# New Wax



## EmmaZr (Jul 26, 2012)

Hi, Im after trying a new wax on my clio sport, It is in titanium silver. 

Ive been doing a lot of searching and there is just to many products out there once I think ive decided I find another one, I have been used megs tech wax 2.0, I would quite like to try a harder wax as that one was a liquid wax.

Anyone got any recommendations? 

I had been looking at Dodo Juice Diamond White also Auto Finesse Illusion, Dodo juice Hard candy and Dodo juice rainforest rub, 

Thanks
Emma


----------



## horned yo (Feb 10, 2009)

Bilt Hammer Finis wax is bloody brilliant


----------



## DJ X-Ray (Sep 2, 2012)

Vics Concours


----------



## EmmaZr (Jul 26, 2012)

DJ X-Ray said:


> Vics Concours


Is that ok for a silver car tho?


----------



## horned yo (Feb 10, 2009)

all waxes suit any colour


----------



## sm81 (May 14, 2011)

horned yo said:


> Bilt Hammer Finis wax is bloody brilliant


So true....:thumb:


----------



## Goodylax (Apr 21, 2013)

The Hard Candy would be nice but I do love Diamond White on silver!!
If you feel like spending the extra loot, check out Bouners vanilla ice or sherbet fizz too!
:thumb:


----------



## Yellow Dave (Apr 5, 2011)

DJ X-Ray said:


> Vics Concours


on silvers, light and high metallics Vics collectors (yellow) works much better with the same ease of use, durability and water behaviour

Have a look on the CS forum as this has been discussed recently. B22 works well.

Look for a wax that leaves a glassy finish and not so much a deep gloss as it will help to bring out the titanium colour and flake more.


----------



## Denzle (May 4, 2011)

+1 for the Finis wax. A superb product.


----------



## danwel (Feb 18, 2007)

Dodo SNH is my all time fave


----------



## EmmaZr (Jul 26, 2012)

Denzle said:


> +1 for the Finis wax.

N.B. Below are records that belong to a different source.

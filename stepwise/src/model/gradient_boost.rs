//! Gradient-boosted regression trees.
//!
//! A native squared-error booster: each round fits a depth-limited
//! regression tree to the current residuals and adds it with shrinkage.
//! Split quality and leaf values follow the usual second-order formulation
//! (for squared error the per-row hessian is 1, so `min_child_weight` acts
//! as a row count and `lambda` shrinks leaf values). Row subsampling, when
//! enabled, draws from the engine's deterministic legacy generator so runs
//! remain reproducible.

use std::ops::Range;

use anyhow::{ensure, Result};
use serde::{Deserialize, Serialize};
use stepwise_linalg::matrix::DataMatrix;

use super::RegressionModel;
use crate::selection::mcpt::ParkMillerRng;

/// Boosting hyperparameters for the squared-error objective.
#[derive(Clone, Debug, Serialize, Deserialize)]
pub struct GradientBoostConfig {
    /// Number of boosting rounds (trees).
    pub n_rounds: usize,
    /// Shrinkage applied to every tree's contribution.
    pub learning_rate: f64,
    /// Maximum tree depth; 0 means a single leaf per tree.
    pub max_depth: usize,
    /// Minimum row count on each side of a split.
    pub min_child_weight: f64,
    /// L2 regularization on leaf values.
    pub lambda: f64,
    /// Fraction of training rows drawn per round; 1 uses every row.
    pub subsample: f64,
}

impl Default for GradientBoostConfig {
    fn default() -> Self {
        Self {
            n_rounds: 500,
            learning_rate: 0.01,
            max_depth: 4,
            min_child_weight: 10.0,
            lambda: 2.0,
            subsample: 0.8,
        }
    }
}

#[derive(Clone, Debug)]
enum Node {
    Leaf {
        value: f64,
    },
    Split {
        slot: usize,
        threshold: f64,
        left: usize,
        right: usize,
    },
}

#[derive(Clone, Debug)]
struct Tree {
    nodes: Vec<Node>,
    root: usize,
}

impl Tree {
    fn predict_row(&self, row: &[f64]) -> f64 {
        let mut node = self.root;
        loop {
            match &self.nodes[node] {
                Node::Leaf { value } => return *value,
                Node::Split {
                    slot,
                    threshold,
                    left,
                    right,
                } => {
                    node = if row[*slot] < *threshold { *left } else { *right };
                }
            }
        }
    }
}

/// Gradient-boosted-trees model. `has_coefficients` is false; per-feature
/// split gains are exposed through [`GradientBoostModel::feature_importance`]
/// instead.
#[derive(Clone, Debug, Default)]
pub struct GradientBoostModel {
    config: GradientBoostConfig,
    base_prediction: f64,
    trees: Vec<Tree>,
    importance: Vec<f64>,
    fitted: bool,
}

impl GradientBoostModel {
    pub fn new(config: GradientBoostConfig) -> Self {
        Self {
            config,
            ..Self::default()
        }
    }

    pub fn config(&self) -> &GradientBoostConfig {
        &self.config
    }

    /// Total split gain attributed to each fitted feature, in the order the
    /// feature indices were passed to `fit`. Empty before the first fit.
    pub fn feature_importance(&self) -> &[f64] {
        &self.importance
    }

    fn round_rows(&self, n_train: usize, round: usize) -> Vec<usize> {
        if self.config.subsample >= 1.0 {
            return (0..n_train).collect();
        }
        let mut rng = ParkMillerRng::new(17 * (round as i32 + 1) + 11);
        let sampled: Vec<usize> = (0..n_train)
            .filter(|_| rng.next_unit() < self.config.subsample)
            .collect();
        if sampled.is_empty() {
            (0..n_train).collect()
        } else {
            sampled
        }
    }

    /// Grows one tree on `rows` (train-local indices) and returns its arena
    /// index structure. `columns` holds one slice per feature slot.
    fn grow(
        &mut self,
        tree: &mut Tree,
        rows: Vec<usize>,
        depth: usize,
        columns: &[Vec<f64>],
        residuals: &[f64],
    ) -> usize {
        let count = rows.len() as f64;
        let sum: f64 = rows.iter().map(|&r| residuals[r]).sum();
        let leaf_value = sum / (count + self.config.lambda);

        if depth < self.config.max_depth && count >= 2.0 * self.config.min_child_weight {
            if let Some(split) = self.best_split(&rows, columns, residuals, sum, count) {
                let (slot, threshold, gain, left_rows, right_rows) = split;
                self.importance[slot] += gain;
                let left = self.grow(tree, left_rows, depth + 1, columns, residuals);
                let right = self.grow(tree, right_rows, depth + 1, columns, residuals);
                tree.nodes.push(Node::Split {
                    slot,
                    threshold,
                    left,
                    right,
                });
                return tree.nodes.len() - 1;
            }
        }

        tree.nodes.push(Node::Leaf { value: leaf_value });
        tree.nodes.len() - 1
    }

    #[allow(clippy::type_complexity)]
    fn best_split(
        &self,
        rows: &[usize],
        columns: &[Vec<f64>],
        residuals: &[f64],
        total_sum: f64,
        total_count: f64,
    ) -> Option<(usize, f64, f64, Vec<usize>, Vec<usize>)> {
        if rows.len() < 2 {
            return None;
        }
        let parent_score = total_sum * total_sum / (total_count + self.config.lambda);
        let mut best: Option<(usize, f64, f64)> = None;

        for (slot, column) in columns.iter().enumerate() {
            let mut order: Vec<usize> = rows.to_vec();
            order.sort_by(|&a, &b| {
                column[a]
                    .partial_cmp(&column[b])
                    .unwrap_or(core::cmp::Ordering::Equal)
            });

            let mut left_sum = 0.0;
            let mut left_count = 0.0;
            for window in 0..order.len() - 1 {
                left_sum += residuals[order[window]];
                left_count += 1.0;
                let here = column[order[window]];
                let next = column[order[window + 1]];
                if here == next {
                    continue;
                }
                let right_sum = total_sum - left_sum;
                let right_count = total_count - left_count;
                if left_count < self.config.min_child_weight
                    || right_count < self.config.min_child_weight
                {
                    continue;
                }
                let gain = left_sum * left_sum / (left_count + self.config.lambda)
                    + right_sum * right_sum / (right_count + self.config.lambda)
                    - parent_score;
                if gain > 0.0 && best.map_or(true, |(_, _, g)| gain > g) {
                    best = Some((slot, 0.5 * (here + next), gain));
                }
            }
        }

        best.map(|(slot, threshold, gain)| {
            let (left_rows, right_rows) = rows
                .iter()
                .copied()
                .partition(|&r| columns[slot][r] < threshold);
            (slot, threshold, gain, left_rows, right_rows)
        })
    }
}

impl RegressionModel for GradientBoostModel {
    fn fit(
        &mut self,
        x: &DataMatrix,
        y: &[f64],
        indices: &[usize],
        exclude: Range<usize>,
    ) -> Result<()> {
        ensure!(!indices.is_empty(), "no features selected for training");
        ensure!(
            x.rows() == y.len(),
            "target has {} rows but the matrix has {}",
            y.len(),
            x.rows()
        );
        let train_rows: Vec<usize> = (0..y.len()).filter(|r| !exclude.contains(r)).collect();
        ensure!(!train_rows.is_empty(), "no training rows left after exclusion");

        let n_train = train_rows.len();
        let n_slots = indices.len();
        let columns: Vec<Vec<f64>> = indices
            .iter()
            .map(|&idx| train_rows.iter().map(|&r| x.get(r, idx)).collect())
            .collect();
        let targets: Vec<f64> = train_rows.iter().map(|&r| y[r]).collect();

        self.base_prediction = targets.iter().sum::<f64>() / n_train as f64;
        self.trees = Vec::with_capacity(self.config.n_rounds);
        self.importance = vec![0.0; n_slots];

        let mut predictions = vec![self.base_prediction; n_train];
        let mut row_buffer = vec![0.0; n_slots];
        for round in 0..self.config.n_rounds {
            let rows = self.round_rows(n_train, round);
            let residuals: Vec<f64> = (0..n_train).map(|r| targets[r] - predictions[r]).collect();

            let mut tree = Tree {
                nodes: Vec::new(),
                root: 0,
            };
            tree.root = self.grow(&mut tree, rows, 0, &columns, &residuals);
            for r in 0..n_train {
                for (slot, column) in columns.iter().enumerate() {
                    row_buffer[slot] = column[r];
                }
                predictions[r] += self.config.learning_rate * tree.predict_row(&row_buffer);
            }
            self.trees.push(tree);
        }

        self.fitted = true;
        Ok(())
    }

    fn predict(&self, x: &DataMatrix, indices: &[usize], range: Range<usize>) -> Result<Vec<f64>> {
        ensure!(self.fitted, "model has not been fitted");
        ensure!(range.end <= x.rows(), "prediction range exceeds data rows");
        let mut row_buffer = vec![0.0; indices.len()];
        let mut predictions = Vec::with_capacity(range.len());
        for row in range {
            for (slot, &idx) in indices.iter().enumerate() {
                row_buffer[slot] = x.get(row, idx);
            }
            let boosted: f64 = self
                .trees
                .iter()
                .map(|tree| tree.predict_row(&row_buffer))
                .sum();
            predictions.push(self.base_prediction + self.config.learning_rate * boosted);
        }
        Ok(predictions)
    }

    fn clone_unfitted(&self) -> Box<dyn RegressionModel> {
        Box::new(Self::new(self.config.clone()))
    }

    fn has_coefficients(&self) -> bool {
        false
    }

    fn coefficients(&mut self, _x: &DataMatrix, _y: &[f64], _indices: &[usize]) -> Result<Vec<f64>> {
        Ok(Vec::new())
    }

    fn kind(&self) -> &'static str {
        "gradient-boost"
    }
}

A superb product.


Where is the best place to get it from?

Thanks


----------



## DJ X-Ray (Sep 2, 2012)

EmmaZr said:


> Is that ok for a silver car tho?


Of course it is?? It's fine for any colour.. Don't believe the hype :thumb:


----------



## B17BLG (Jun 26, 2012)

R222 or bouncers waxes for me


----------



## MatthewR (May 15, 2011)

Bouncers 22 on my silver clio!


----------



## sm81 (May 14, 2011)

EmmaZr said:


> Where is the best place to get it from?
> 
> Thanks


Elitecarcare


----------



## AaronGTi (Nov 2, 2010)

BMD Genesis hand made luxury wax

Looks epic on light colours; silver, white etc and is completely a breeze to use.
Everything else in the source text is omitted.